**Stored items**

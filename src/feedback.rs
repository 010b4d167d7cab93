use crate::engine::QuizError;
use crate::locale::Locale;

/// Feedback bucket for a finished quiz.
#[derive(Debug, Clone, Copy, PartialEq, Eq, serde::Serialize, serde::Deserialize)]
#[serde(rename_all = "kebab-case")]
pub enum Tier {
    Perfect,
    Great,
    Good,
    NeedsImprovement,
}

impl Tier {
    /// First matching threshold wins: 100, then 80, then 50.
    pub fn from_percentage(percentage: u8) -> Self {
        match percentage {
            100.. => Self::Perfect,
            80..=99 => Self::Great,
            50..=79 => Self::Good,
            _ => Self::NeedsImprovement,
        }
    }

    pub fn message(self, locale: Locale) -> &'static str {
        match (locale, self) {
            (Locale::Ja, Self::Perfect) => "完璧です！あなたは真のルールの達人ですね！",
            (Locale::Ja, Self::Great) => "素晴らしい成績です！あともう一歩！",
            (Locale::Ja, Self::Good) => "良い調子です。もう少しでマスターできます！",
            (Locale::Ja, Self::NeedsImprovement) => {
                "お疲れ様でした。再挑戦してルールをマスターしよう！"
            }
            (Locale::En, Self::Perfect) => "Perfect! You are a true rules master!",
            (Locale::En, Self::Great) => "Excellent result! Just one more step!",
            (Locale::En, Self::Good) => "Nice work. You are close to mastering the rules!",
            (Locale::En, Self::NeedsImprovement) => {
                "Thanks for playing. Try again and master the rules!"
            }
        }
    }

    pub fn css_class(self) -> &'static str {
        match self {
            Self::Perfect => "tier-perfect",
            Self::Great => "tier-great",
            Self::Good => "tier-good",
            Self::NeedsImprovement => "tier-needs-improvement",
        }
    }
}

/// Percentage score and the tier it falls into.
#[derive(Debug, Clone, Copy, PartialEq, Eq, serde::Serialize, serde::Deserialize)]
pub struct Feedback {
    pub percentage: u8,
    pub tier: Tier,
}

impl Feedback {
    pub fn compute(score: usize, total: usize) -> Result<Self, QuizError> {
        let percentage = percentage(score, total)?;
        Ok(Self {
            percentage,
            tier: Tier::from_percentage(percentage),
        })
    }
}

/// `round(100 * score / total)`, rounding halves away from zero.
///
/// # Errors
/// * [`QuizError::EmptyQuiz`] if `total` is zero.
/// * [`QuizError::ScoreOutOfRange`] if `score` exceeds `total`.
pub fn percentage(score: usize, total: usize) -> Result<u8, QuizError> {
    if total == 0 {
        return Err(QuizError::EmptyQuiz);
    }

    if score > total {
        return Err(QuizError::ScoreOutOfRange { score, total });
    }

    let rounded = (200 * score + total) / (2 * total);
    Ok(rounded as u8)
}
use std::fs;
use std::path::Path;

use crate::card::QuizQuestion;

#[derive(Debug, thiserror::Error)]
pub enum DatasetError {
    #[error("question set must contain at least one question")]
    Empty,
    #[error("question {question} needs at least 2 options but has {count}")]
    TooFewOptions { question: usize, count: usize },
    #[error("question {question} marks option {index} as correct but only has {options} options")]
    CorrectIndexOutOfRange {
        question: usize,
        index: usize,
        options: usize,
    },
    #[error("failed to read question file at {path}: {source}")]
    ReadError {
        path: String,
        source: std::io::Error,
    },
    #[error("failed to parse question file at {path}: {source}")]
    ParseError {
        path: String,
        source: serde_json::Error,
    },
}

impl PartialEq for DatasetError {
    fn eq(&self, other: &Self) -> bool {
        match (self, other) {
            (Self::Empty, Self::Empty) => true,
            (
                Self::TooFewOptions {
                    question: left_question,
                    count: left_count,
                },
                Self::TooFewOptions {
                    question: right_question,
                    count: right_count,
                },
            ) => left_question == right_question && left_count == right_count,
            (
                Self::CorrectIndexOutOfRange {
                    question: left_question,
                    index: left_index,
                    options: left_options,
                },
                Self::CorrectIndexOutOfRange {
                    question: right_question,
                    index: right_index,
                    options: right_options,
                },
            ) => {
                left_question == right_question
                    && left_index == right_index
                    && left_options == right_options
            }
            (Self::ReadError { path: left, .. }, Self::ReadError { path: right, .. }) => {
                left == right
            }
            (Self::ParseError { path: left, .. }, Self::ParseError { path: right, .. }) => {
                left == right
            }
            _ => false,
        }
    }
}

impl Eq for DatasetError {}

/// Ordered, validated list of questions for one quiz.
#[derive(Debug, Clone, PartialEq, Eq, serde::Serialize, serde::Deserialize)]
pub struct QuestionSet {
    questions: Vec<QuizQuestion>,
}

impl QuestionSet {
    /// Wraps `questions` after checking every question's invariants.
    ///
    /// # Errors
    /// Returns [`DatasetError::Empty`] for an empty list, or the first
    /// per-question violation reported by [`QuizQuestion::validate`].
    pub fn new(questions: Vec<QuizQuestion>) -> Result<Self, DatasetError> {
        validate_all(&questions)?;
        Ok(Self { questions })
    }

    /// Parses a `{ "questions": [...] }` document.
    pub fn from_json_str(json: &str) -> Result<Self, DatasetError> {
        parse_document(json.as_bytes(), "<inline>")
    }

    pub fn from_file(path: impl AsRef<Path>) -> Result<Self, DatasetError> {
        let path = path.as_ref();
        let data = fs::read(path).map_err(|source| DatasetError::ReadError {
            path: path.display().to_string(),
            source,
        })?;

        let set = parse_document(&data, &path.display().to_string())?;
        log::info!(
            "loaded {} questions from {}",
            set.questions.len(),
            path.display()
        );

        Ok(set)
    }

    pub fn questions(&self) -> &[QuizQuestion] {
        &self.questions
    }

    pub fn len(&self) -> usize {
        self.questions.len()
    }

    pub fn is_empty(&self) -> bool {
        self.questions.is_empty()
    }

    pub fn into_questions(self) -> Vec<QuizQuestion> {
        self.questions
    }
}

pub(crate) fn validate_all(questions: &[QuizQuestion]) -> Result<(), DatasetError> {
    if questions.is_empty() {
        return Err(DatasetError::Empty);
    }

    for (position, question) in questions.iter().enumerate() {
        question.validate(position)?;
    }

    Ok(())
}

fn parse_document(data: &[u8], path: &str) -> Result<QuestionSet, DatasetError> {
    let parsed: QuestionSet =
        serde_json::from_slice(data).map_err(|source| DatasetError::ParseError {
            path: path.to_string(),
            source,
        })?;

    validate_all(&parsed.questions)?;

    Ok(parsed)
}
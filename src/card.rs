use std::fmt;

use crate::dataset::DatasetError;

/// Rules card a question is written about.
#[derive(Debug, Clone, PartialEq, Eq, serde::Serialize, serde::Deserialize)]
#[serde(rename_all = "camelCase")]
pub struct CardInfo {
    /// Printed card name.
    pub name: String,
    /// Mana cost as a sequence of braced symbols, e.g. `{2}{U}{U}`.
    pub mana_cost: String,
    /// Rules text of the card.
    pub text: String,
    /// Release-notes ruling quoted under the explanation.
    pub ruling: String,
}

/// A single multiple-choice question.
#[derive(Debug, Clone, PartialEq, Eq, serde::Serialize, serde::Deserialize)]
#[serde(rename_all = "camelCase")]
pub struct QuizQuestion {
    pub card: CardInfo,
    /// Text shown as the question prompt.
    pub question: String,
    /// Answer options in canonical order. At least two entries.
    pub options: Vec<String>,
    /// Index in `options` that holds the correct answer.
    pub correct_answer_index: usize,
    /// Shown once the question has been answered.
    pub explanation: String,
}

impl QuizQuestion {
    /// Checks the option invariants for the question at `position` in its dataset.
    ///
    /// # Errors
    /// * [`DatasetError::TooFewOptions`] if fewer than two options are given.
    /// * [`DatasetError::CorrectIndexOutOfRange`] if the correct index does not
    ///   point into `options`.
    pub fn validate(&self, position: usize) -> Result<(), DatasetError> {
        if self.options.len() < 2 {
            return Err(DatasetError::TooFewOptions {
                question: position,
                count: self.options.len(),
            });
        }

        if self.correct_answer_index >= self.options.len() {
            return Err(DatasetError::CorrectIndexOutOfRange {
                question: position,
                index: self.correct_answer_index,
                options: self.options.len(),
            });
        }

        Ok(())
    }

    pub fn is_correct(&self, answer_index: usize) -> bool {
        answer_index == self.correct_answer_index
    }

    pub fn correct_option(&self) -> &str {
        &self.options[self.correct_answer_index]
    }
}

impl fmt::Display for CardInfo {
    fn fmt(&self, f: &mut fmt::Formatter<'_>) -> fmt::Result {
        if self.mana_cost.is_empty() {
            write!(f, "{}", self.name)
        } else {
            write!(f, "{} {}", self.name, self.mana_cost)
        }
    }
}

#[cfg(test)]
mod tests {
    use super::*;

    fn sample_question() -> QuizQuestion {
        QuizQuestion {
            card: CardInfo {
                name: "Tidewright Adept".to_string(),
                mana_cost: "{1}{U}".to_string(),
                text: "Flash\nWhen Tidewright Adept enters, tap target creature.".to_string(),
                ruling: "The target is chosen as the ability is put on the stack.".to_string(),
            },
            question: "When is the target chosen?".to_string(),
            options: vec![
                "As the spell is cast".to_string(),
                "As the ability is put on the stack".to_string(),
                "As the ability resolves".to_string(),
            ],
            correct_answer_index: 1,
            explanation: "Targets for triggered abilities are chosen when they are put on the stack."
                .to_string(),
        }
    }

    #[test]
    fn valid_question_passes_validation() {
        assert_eq!(sample_question().validate(0), Ok(()));
    }

    #[test]
    fn rejects_single_option() {
        let mut question = sample_question();
        question.options.truncate(1);
        question.correct_answer_index = 0;

        assert_eq!(
            question.validate(3),
            Err(DatasetError::TooFewOptions {
                question: 3,
                count: 1
            })
        );
    }

    #[test]
    fn rejects_correct_index_past_options() {
        let mut question = sample_question();
        question.correct_answer_index = 3;

        assert_eq!(
            question.validate(0),
            Err(DatasetError::CorrectIndexOutOfRange {
                question: 0,
                index: 3,
                options: 3
            })
        );
    }

    #[test]
    fn correctness_uses_canonical_index() {
        let question = sample_question();

        assert!(question.is_correct(1));
        assert!(!question.is_correct(0));
        assert_eq!(question.correct_option(), "As the ability is put on the stack");
    }

    #[test]
    fn display_includes_mana_cost_when_present() {
        let mut card = sample_question().card;
        assert_eq!(card.to_string(), "Tidewright Adept {1}{U}");

        card.mana_cost.clear();
        assert_eq!(card.to_string(), "Tidewright Adept");
    }

    #[test]
    fn parses_camel_case_fields() {
        let json = r#"{
            "card": {
                "name": "Emberline Scout",
                "manaCost": "{R}",
                "text": "Haste",
                "ruling": "Haste lets it attack the turn it enters."
            },
            "question": "Can it attack this turn?",
            "options": ["Yes", "No"],
            "correctAnswerIndex": 0,
            "explanation": "It has haste."
        }"#;

        let parsed: QuizQuestion =
            serde_json::from_str(json).expect("question should parse from camelCase JSON");

        assert_eq!(parsed.card.mana_cost, "{R}");
        assert_eq!(parsed.correct_answer_index, 0);
        assert_eq!(parsed.options.len(), 2);
    }
}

**EXERCISE**
Print the first line of the records above and each line after it, exactly, through the line with "(Locale::Ja, Self::Good) =>".

**TASK OUTPUT**
filename src/feedback.rs
repository 010b4d167d7cab93
use crate::engine::QuizError;
use crate::locale::Locale;

/// Feedback bucket for a finished quiz.
#[derive(Debug, Clone, Copy, PartialEq, Eq, serde::Serialize, serde::Deserialize)]
#[serde(rename_all = "kebab-case")]
pub enum Tier {
    Perfect,
    Great,
    Good,
    NeedsImprovement,
}

impl Tier {
    /// First matching threshold wins: 100, then 80, then 50.
    pub fn from_percentage(percentage: u8) -> Self {
        match percentage {
            100.. => Self::Perfect,
            80..=99 => Self::Great,
            50..=79 => Self::Good,
            _ => Self::NeedsImprovement,
        }
    }

    pub fn message(self, locale: Locale) -> &'static str {
        match (locale, self) {
            (Locale::Ja, Self::Perfect) => "完璧です！あなたは真のルールの達人ですね！",
            (Locale::Ja, Self::Great) => "素晴らしい成績です！あともう一歩！",
            (Locale::Ja, Self::Good) => "良い調子です。もう少しでマスターできます！",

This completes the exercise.